Exercise objective:
Go through the records below and write each one out again unchanged.

Collected data
===
//! Presence oracle abstraction.
//!
//! Subgraph isomorphism is delegated to an external backend behind a
//! single-method contract so any conforming implementation (bundled
//! algorithm, external process, remote service) can be substituted without
//! touching the selector or the feature-vector builder.

use std::sync::Arc;

use thiserror::Error;

use crate::graph::Graph;

/// An error produced by a [`PresenceOracle`] backend.
///
/// Oracle failures are always fatal for the operation that triggered them:
/// silently treating a failed check as "absent" would corrupt feature-vector
/// semantics.
#[non_exhaustive]
#[derive(Clone, Debug, Eq, Error, PartialEq)]
pub enum OracleError {
    /// The pattern graph had no vertices; presence is undefined.
    #[error("pattern graph has no vertices")]
    EmptyPattern,
    /// The backend isomorphism routine failed.
    #[error("oracle `{oracle}` failed: {message}")]
    Backend {
        /// Name of the oracle implementation that failed.
        oracle: Arc<str>,
        /// Backend-specific failure description.
        message: Arc<str>,
    },
}

/// Decides whether a pattern occurs inside a host graph.
///
/// The contract: `contains` returns `true` iff `pattern` is isomorphic, with
/// exact string equality of vertex and edge labels, to some (not necessarily
/// induced) subgraph of `host`. Implementations must be pure functions of
/// their two arguments; nothing is memoized.
///
/// # Examples
/// ```
/// use kasago_core::{Graph, GraphBuilder, OracleError, PresenceOracle};
///
/// /// Reports a pattern present when the host declares every pattern
/// /// vertex label at least once. Structure-blind; fine for a doctest.
/// struct LabelOracle;
///
/// impl PresenceOracle for LabelOracle {
///     fn name(&self) -> &str {
///         "labels"
///     }
///
///     fn contains(&self, host: &Graph, pattern: &Graph) -> Result<bool, OracleError> {
///         if pattern.vertex_count() == 0 {
///             return Err(OracleError::EmptyPattern);
///         }
///         Ok(pattern.vertices().iter().all(|needle| {
///             host.vertices()
///                 .iter()
///                 .any(|vertex| vertex.label() == needle.label())
///         }))
///     }
/// }
///
/// let mut builder = GraphBuilder::new();
/// builder.add_vertex(0, "C")?;
/// builder.add_vertex(1, "O")?;
/// let host = builder.finish();
///
/// let mut builder = GraphBuilder::new();
/// builder.add_vertex(0, "O")?;
/// let pattern = builder.finish();
///
/// let oracle = LabelOracle;
/// assert!(oracle.contains(&host, &pattern)?);
/// # Ok::<(), Box<dyn std::error::Error>>(())
/// ```
pub trait PresenceOracle {
    /// Returns a human-readable name for diagnostics.
    fn name(&self) -> &str;

    /// Returns whether `pattern` occurs in `host`.
    ///
    /// # Errors
    /// Returns [`OracleError`] when the backend cannot produce an answer;
    /// callers must propagate the failure rather than coerce it to `false`.
    fn contains(&self, host: &Graph, pattern: &Graph) -> Result<bool, OracleError>;
}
===
Solution to this problem:
//! Presence oracle abstraction.
//!
//! Subgraph isomorphism is delegated to an external backend behind a
//! single-method contract so any conforming implementation (bundled
//! algorithm, external process, remote service) can be substituted without
//! touching the selector or the feature-vector builder.

use std::sync::Arc;

use thiserror::Error;

use crate::graph::Graph;

/// An error produced by a [`PresenceOracle`] backend.
///
/// Oracle failures are always fatal for the operation that triggered them:
/// silently treating a failed check as "absent" would corrupt feature-vector
/// semantics.
#[non_exhaustive]
#[derive(Clone, Debug, Eq, Error, PartialEq)]
pub enum OracleError {
    /// The pattern graph had no vertices; presence is undefined.
    #[error("pattern graph has no vertices")]
    EmptyPattern,
    /// The backend isomorphism routine failed.
    #[error("oracle `{oracle}` failed: {message}")]
    Backend {
        /// Name of the oracle implementation that failed.
        oracle: Arc<str>,
        /// Backend-specific failure description.
        message: Arc<str>,
    },
}

/// Decides whether a pattern occurs inside a host graph.
///
/// The contract: `contains` returns `true` iff `pattern` is isomorphic, with
/// exact string equality of vertex and edge labels, to some (not necessarily
/// induced) subgraph of `host`. Implementations must be pure functions of
/// their two arguments; nothing is memoized.
///
/// # Examples
/// ```
/// use kasago_core::{Graph, GraphBuilder, OracleError, PresenceOracle};
///
/// /// Reports a pattern present when the host declares every pattern
/// /// vertex label at least once. Structure-blind; fine for a doctest.
/// struct LabelOracle;
///
/// impl PresenceOracle for LabelOracle {
///     fn name(&self) -> &str {
///         "labels"
///     }
///
///     fn contains(&self, host: &Graph, pattern: &Graph) -> Result<bool, OracleError> {
///         if pattern.vertex_count() == 0 {
///             return Err(OracleError::EmptyPattern);
///         }
///         Ok(pattern.vertices().iter().all(|needle| {
///             host.vertices()
///                 .iter()
///                 .any(|vertex| vertex.label() == needle.label())
///         }))
///     }
/// }
///
/// let mut builder = GraphBuilder::new();
/// builder.add_vertex(0, "C")?;
/// builder.add_vertex(1, "O")?;
/// let host = builder.finish();
///
/// let mut builder = GraphBuilder::new();
/// builder.add_vertex(0, "O")?;
/// let pattern = builder.finish();
///
/// let oracle = LabelOracle;
/// assert!(oracle.contains(&host, &pattern)?);
/// # Ok::<(), Box<dyn std::error::Error>>(())
/// ```
pub trait PresenceOracle {
    /// Returns a human-readable name for diagnostics.
    fn name(&self) -> &str;

    /// Returns whether `pattern` occurs in `host`.
    ///
    /// # Errors
    /// Returns [`OracleError`] when the backend cannot produce an answer;
    /// callers must propagate the failure rather than coerce it to `false`.
    fn contains(&self, host: &Graph, pattern: &Graph) -> Result<bool, OracleError>;
}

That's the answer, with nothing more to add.